2010/05/08 12:50:38 VCS ERROR V-16-2-13028 (lms-t1000-5) Resource(Agent) - the last (24) invocations of the monitor procedure did not complete within the expected time.

Can any one please help on this. this will  be very useful  for me.

thanks and Regards,
Sakthivel.A

  • All Resource Types have a default MonitorInterval and MonitorTimeout of 60 seconds.
    Check what yours is set to, for example:
    hatype -display DiskGroup
    ......
    DiskGroup    MonitorInterval         60
    ....
    DiskGroup    MonitorTimeout          60
    ....

    Before adjusting these timeouts, consider the following recommendation in VCS Admin Guide:

    For best results, Symantec recommends measuring the time it takes to bring a resource online, take it offline, and monitor before modifying the defaults. Issue an online or offline command to measure the time it takes for each action. To measure how long it takes to monitor a resource, fault the resource and issue a probe, or bring the resource online outside of VCS control and issue a probe.
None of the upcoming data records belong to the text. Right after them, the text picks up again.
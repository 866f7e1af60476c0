//! Token issuance, ordered validation and single-use consumption.

mod common;

use std::sync::Arc;

use chrono::Duration;
use common::{SECRET, TTL_SECONDS, fixture};
use mealpay::clock::Clock;
use mealpay::gateway::AppState;
use mealpay::token::{
    MAX_TTL_SECONDS, Purpose, TokenCodec, TokenError, TokenReason, code_hash,
};
use uuid::Uuid;

fn reason(err: TokenError) -> TokenReason {
    err.reason()
        .unwrap_or_else(|| panic!("expected a rejection, got {err:?}"))
}

#[tokio::test]
async fn test_fresh_subject_code_validates() {
    let f = fixture();
    let issued = f
        .app
        .tokens
        .issue_subject_code(f.student, None)
        .await
        .unwrap();

    assert_eq!(issued.purpose, Purpose::SubjectPresented);
    assert_eq!(issued.ttl_seconds, TTL_SECONDS);
    assert_eq!(issued.code_hash, code_hash(&issued.signed_payload));
    assert!(
        issued
            .image_data_url
            .starts_with("data:image/svg+xml;base64,")
    );

    let valid = f
        .app
        .tokens
        .check_valid(&issued.signed_payload, Purpose::SubjectPresented)
        .await
        .unwrap();
    assert_eq!(valid.payload.identity, f.student);
    assert_eq!(valid.payload.ts, f.clock.now_ms());
    assert!(!valid.record.used);
}

#[tokio::test]
async fn test_wrong_purpose_rejected() {
    let f = fixture();
    let issued = f
        .app
        .tokens
        .issue_subject_code(f.student, None)
        .await
        .unwrap();

    let err = f
        .app
        .tokens
        .check_valid(&issued.signed_payload, Purpose::CounterPresented)
        .await
        .unwrap_err();
    assert_eq!(reason(err), TokenReason::Purpose);
}

#[tokio::test]
async fn test_tampered_or_foreign_signature_rejected() {
    let f = fixture();
    let issued = f
        .app
        .tokens
        .issue_subject_code(f.student, None)
        .await
        .unwrap();

    let forged = issued
        .signed_payload
        .replacen(&f.student.to_string(), &f.other_student.to_string(), 1);
    let err = f
        .app
        .tokens
        .check_valid(&forged, Purpose::SubjectPresented)
        .await
        .unwrap_err();
    assert_eq!(reason(err), TokenReason::Signature);

    let foreign = TokenCodec::new("some-other-deployment").unwrap();
    let (signed, _) = foreign
        .issue(f.student, Purpose::SubjectPresented, None, f.clock.now_ms())
        .unwrap();
    let err = f
        .app
        .tokens
        .check_valid(&signed, Purpose::SubjectPresented)
        .await
        .unwrap_err();
    assert_eq!(reason(err), TokenReason::Signature);

    let err = f
        .app
        .tokens
        .check_valid("garbage", Purpose::SubjectPresented)
        .await
        .unwrap_err();
    assert_eq!(reason(err), TokenReason::Signature);
}

#[tokio::test]
async fn test_code_expires_after_ttl() {
    let f = fixture();
    let issued = f
        .app
        .tokens
        .issue_subject_code(f.student, None)
        .await
        .unwrap();

    f.clock.advance(Duration::seconds(TTL_SECONDS as i64 - 1));
    f.app
        .tokens
        .check_valid(&issued.signed_payload, Purpose::SubjectPresented)
        .await
        .unwrap();

    f.clock.advance(Duration::seconds(2));
    let err = f
        .app
        .tokens
        .check_valid(&issued.signed_payload, Purpose::SubjectPresented)
        .await
        .unwrap_err();
    assert_eq!(reason(err), TokenReason::Expired);
}

#[tokio::test]
async fn test_signed_but_unregistered_is_not_found() {
    let f = fixture();
    let codec = TokenCodec::new(SECRET).unwrap();
    let (signed, _) = codec
        .issue(f.student, Purpose::SubjectPresented, None, f.clock.now_ms())
        .unwrap();

    let err = f
        .app
        .tokens
        .check_valid(&signed, Purpose::SubjectPresented)
        .await
        .unwrap_err();
    assert_eq!(reason(err), TokenReason::NotFound);
    assert!(f.app.tokens.details(&signed).await.unwrap().is_none());
}

#[tokio::test]
async fn test_consumed_code_reports_already_used() {
    let f = fixture();
    let issued = f
        .app
        .tokens
        .issue_subject_code(f.student, None)
        .await
        .unwrap();
    let tx = Uuid::new_v4();

    f.app
        .tokens
        .consume(&issued.signed_payload, f.vendor_user, tx)
        .await
        .unwrap();

    let err = f
        .app
        .tokens
        .check_valid(&issued.signed_payload, Purpose::SubjectPresented)
        .await
        .unwrap_err();
    assert_eq!(reason(err), TokenReason::AlreadyUsed);

    let record = f
        .app
        .tokens
        .details(&issued.signed_payload)
        .await
        .unwrap()
        .unwrap();
    assert!(record.used);
    assert_eq!(record.used_by, Some(f.vendor_user));
    assert_eq!(record.transaction_id, Some(tx));
    assert_eq!(record.used_at, Some(f.clock.now()));

    let err = f
        .app
        .tokens
        .consume(&issued.signed_payload, f.vendor_user, Uuid::new_v4())
        .await
        .unwrap_err();
    assert_eq!(reason(err), TokenReason::AlreadyUsed);
}

#[tokio::test]
async fn test_cache_miss_reads_as_expired() {
    let f = fixture();
    let issued = f
        .app
        .tokens
        .issue_subject_code(f.student, None)
        .await
        .unwrap();

    f.app.tokens.evict(&issued.code_hash);

    let err = f
        .app
        .tokens
        .check_valid(&issued.signed_payload, Purpose::SubjectPresented)
        .await
        .unwrap_err();
    assert_eq!(reason(err), TokenReason::Expired);
}

#[tokio::test]
async fn test_validate_folds_rejection_into_answer() {
    let f = fixture();
    let issued = f
        .app
        .tokens
        .issue_counter_code(f.vendor_user, f.mess)
        .await
        .unwrap();

    let answer = f
        .app
        .tokens
        .validate(&issued.signed_payload, Purpose::CounterPresented)
        .await
        .unwrap();
    assert!(answer.valid);
    assert_eq!(answer.payload.unwrap().identity, f.mess);

    let answer = f
        .app
        .tokens
        .validate(&issued.signed_payload, Purpose::SubjectPresented)
        .await
        .unwrap();
    assert!(!answer.valid);
    assert_eq!(answer.reason, Some(TokenReason::Purpose));
    assert!(answer.payload.is_none());
}

#[tokio::test(flavor = "multi_thread", worker_threads = 4)]
async fn test_concurrent_consume_has_one_winner() {
    let f = fixture();
    let issued = f
        .app
        .tokens
        .issue_subject_code(f.student, None)
        .await
        .unwrap();

    let mut handles = Vec::new();
    for _ in 0..16 {
        let tokens = Arc::clone(&f.app.tokens);
        let signed = issued.signed_payload.clone();
        let consumer = f.vendor_user;
        handles.push(tokio::spawn(async move {
            tokens.consume(&signed, consumer, Uuid::new_v4()).await
        }));
    }

    let mut winners = 0;
    for h in futures::future::join_all(handles).await {
        match h.unwrap() {
            Ok(()) => winners += 1,
            Err(e) => assert_eq!(reason(e), TokenReason::AlreadyUsed),
        }
    }
    assert_eq!(winners, 1);
    assert_eq!(f.store.row_lock_count(), 0);
}

#[tokio::test]
async fn test_subject_code_requires_active_student() {
    let f = fixture();
    for who in [f.inactive_student, f.vendor_user, f.admin, Uuid::new_v4()] {
        let err = f
            .app
            .tokens
            .issue_subject_code(who, None)
            .await
            .unwrap_err();
        assert!(matches!(err, TokenError::IneligibleSubject), "{who}");
    }
}

#[tokio::test]
async fn test_subject_code_can_bind_vendor() {
    let f = fixture();
    let issued = f
        .app
        .tokens
        .issue_subject_code(f.student, Some(f.mess))
        .await
        .unwrap();
    let record = f
        .app
        .tokens
        .details(&issued.signed_payload)
        .await
        .unwrap()
        .unwrap();
    assert_eq!(record.subject_id, Some(f.student));
    assert_eq!(record.vendor_id, Some(f.mess));
    assert_eq!(
        record.expires_at,
        record.issued_at + Duration::seconds(TTL_SECONDS as i64)
    );
}

#[tokio::test]
async fn test_counter_code_rules() {
    let f = fixture();

    let issued = f
        .app
        .tokens
        .issue_counter_code(f.vendor_user, f.mess)
        .await
        .unwrap();
    assert_eq!(issued.purpose, Purpose::CounterPresented);
    let record = f
        .app
        .tokens
        .details(&issued.signed_payload)
        .await
        .unwrap()
        .unwrap();
    assert_eq!(record.vendor_id, Some(f.mess));
    assert_eq!(record.subject_id, None);
    assert_eq!(record.metadata["vendor_code"], "NM01");

    // canteen has no operator
    let err = f
        .app
        .tokens
        .issue_counter_code(f.vendor_user, f.canteen)
        .await
        .unwrap_err();
    assert!(matches!(err, TokenError::NotVendorOwner));

    let err = f
        .app
        .tokens
        .issue_counter_code(f.vendor_user, f.closed_vendor)
        .await
        .unwrap_err();
    assert!(matches!(err, TokenError::VendorInactive));

    let err = f
        .app
        .tokens
        .issue_counter_code(f.vendor_user, Uuid::new_v4())
        .await
        .unwrap_err();
    assert!(matches!(err, TokenError::VendorNotFound));
}

#[tokio::test]
async fn test_every_issue_is_distinct() {
    let f = fixture();
    let a = f
        .app
        .tokens
        .issue_subject_code(f.student, None)
        .await
        .unwrap();
    let b = f
        .app
        .tokens
        .issue_subject_code(f.student, None)
        .await
        .unwrap();
    assert_ne!(a.signed_payload, b.signed_payload);
    assert_ne!(a.code_hash, b.code_hash);
}

#[tokio::test]
async fn test_oversized_ttl_is_clamped_at_issue() {
    let f = fixture();
    let clock: Arc<dyn Clock> = f.clock.clone();
    let app = AppState::new(Arc::new(f.store.clone()), clock, SECRET, u64::MAX, "INR").unwrap();

    let issued = app.tokens.issue_subject_code(f.student, None).await.unwrap();
    assert_eq!(issued.ttl_seconds, MAX_TTL_SECONDS);

    let record = app.tokens.details(&issued.signed_payload).await.unwrap().unwrap();
    assert_eq!(
        record.expires_at,
        record.issued_at + Duration::seconds(MAX_TTL_SECONDS as i64)
    );
}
    To change timeouts, you can do it in the GUI by selecting the Resource Type, or from cmd:
    hatype -modify <type> <attr> <value>
    e.g.
    hatype -modify DiskGroup MonitorInterval 120


5 Replies

  • Both the Agent and datadg are going to  Monitor timed out state....\

    Can any one please help

  • All Resource Types have a default MonitorInterval and MonitorTimeout of 60 seconds.
    Check what yours is set to, for example:
    hatype -display DiskGroup
    ......
    DiskGroup    MonitorInterval         60
    ....
    DiskGroup    MonitorTimeout          60
    ....

    Before adjusting these timeouts, consider the following recommendation in VCS Admin Guide:

    For best results, Symantec recommends measuring the time it takes to bring a resource online, take it offline, and monitor before modifying the defaults. Issue an online or offline command to measure the time it takes for each action. To measure how long it takes to monitor a resource, fault the resource and issue a probe, or bring the resource online outside of VCS control and issue a probe.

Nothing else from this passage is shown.